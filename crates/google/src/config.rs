//! Explicit configuration for the auth manager and the API endpoints
//!
//! Everything that used to be implicit (scope list, file locations, base
//! URLs) is carried in an [`AuthConfig`] built once at startup.

use std::collections::BTreeSet;
use std::path::PathBuf;

use crate::error::{Error, Result};

/// OAuth scopes requested up front
pub mod scopes {
    pub const DRIVE: &str = "https://www.googleapis.com/auth/drive";
    pub const DOCUMENTS: &str = "https://www.googleapis.com/auth/documents";
    pub const GMAIL_READONLY: &str = "https://www.googleapis.com/auth/gmail.readonly";
    pub const GMAIL_SEND: &str = "https://www.googleapis.com/auth/gmail.send";
    pub const GMAIL_MODIFY: &str = "https://www.googleapis.com/auth/gmail.modify";
    pub const CALENDAR: &str = "https://www.googleapis.com/auth/calendar";

    /// The full superset requested by default
    pub const ALL: &[&str] = &[
        DRIVE,
        DOCUMENTS,
        GMAIL_READONLY,
        GMAIL_SEND,
        GMAIL_MODIFY,
        CALENDAR,
    ];
}

/// Base URLs for every remote surface
#[derive(Debug, Clone, PartialEq, Eq)]
pub struct Endpoints {
    pub drive: String,
    pub drive_upload: String,
    pub docs: String,
    pub gmail: String,
    pub calendar: String,
}

impl Endpoints {
    /// Google's production endpoints
    pub fn google() -> Self {
        Self {
            drive: "https://www.googleapis.com/drive/v3".to_string(),
            drive_upload: "https://www.googleapis.com/upload/drive/v3".to_string(),
            docs: "https://docs.googleapis.com/v1".to_string(),
            gmail: "https://gmail.googleapis.com/gmail/v1".to_string(),
            calendar: "https://www.googleapis.com/calendar/v3".to_string(),
        }
    }

    /// Rebase every surface under a single root (proxies, local test servers)
    ///
    /// `root` = `http://127.0.0.1:1234` yields `http://127.0.0.1:1234/drive/v3`,
    /// `.../upload/drive/v3`, `.../docs/v1`, `.../gmail/v1`, `.../calendar/v3`.
    pub fn with_root(root: &str) -> Self {
        let root = root.trim_end_matches('/');
        Self {
            drive: format!("{root}/drive/v3"),
            drive_upload: format!("{root}/upload/drive/v3"),
            docs: format!("{root}/docs/v1"),
            gmail: format!("{root}/gmail/v1"),
            calendar: format!("{root}/calendar/v3"),
        }
    }
}

impl Default for Endpoints {
    fn default() -> Self {
        Self::google()
    }
}

/// Configuration handed to [`crate::AuthManager`] at construction
#[derive(Debug, Clone)]
pub struct AuthConfig {
    /// Client-secret JSON downloaded from the Google Cloud Console
    pub client_secrets_path: PathBuf,
    /// Where the OAuth token is persisted
    pub token_path: PathBuf,
    /// Scopes requested during authorization
    pub scopes: BTreeSet<String>,
    pub endpoints: Endpoints,
}

impl AuthConfig {
    /// Build a config with explicit file locations and the default scopes
    pub fn new(client_secrets_path: impl Into<PathBuf>, token_path: impl Into<PathBuf>) -> Self {
        Self {
            client_secrets_path: client_secrets_path.into(),
            token_path: token_path.into(),
            scopes: scopes::ALL.iter().map(|s| s.to_string()).collect(),
            endpoints: Endpoints::google(),
        }
    }

    /// Resolve the default locations in the satchel config directory
    /// (~/.config/satchel/credentials.json and token.json)
    pub fn from_default_paths() -> Result<Self> {
        let secrets = config::config_path(config::CLIENT_SECRETS_FILE);
        let token = config::config_path(config::TOKEN_FILE);
        match (secrets, token) {
            (Some(secrets), Some(token)) => Ok(Self::new(secrets, token)),
            _ => Err(Error::Configuration(
                "Could not determine config directory".to_string(),
            )),
        }
    }

    pub fn with_scopes<I, S>(mut self, scopes: I) -> Self
    where
        I: IntoIterator<Item = S>,
        S: Into<String>,
    {
        self.scopes = scopes.into_iter().map(Into::into).collect();
        self
    }

    pub fn with_endpoints(mut self, endpoints: Endpoints) -> Self {
        self.endpoints = endpoints;
        self
    }
}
____________________
Each line holding "Debug" in the records should be copied out.

#[derive(Debug, Clone, PartialEq, Eq)]
#[derive(Debug, Clone)]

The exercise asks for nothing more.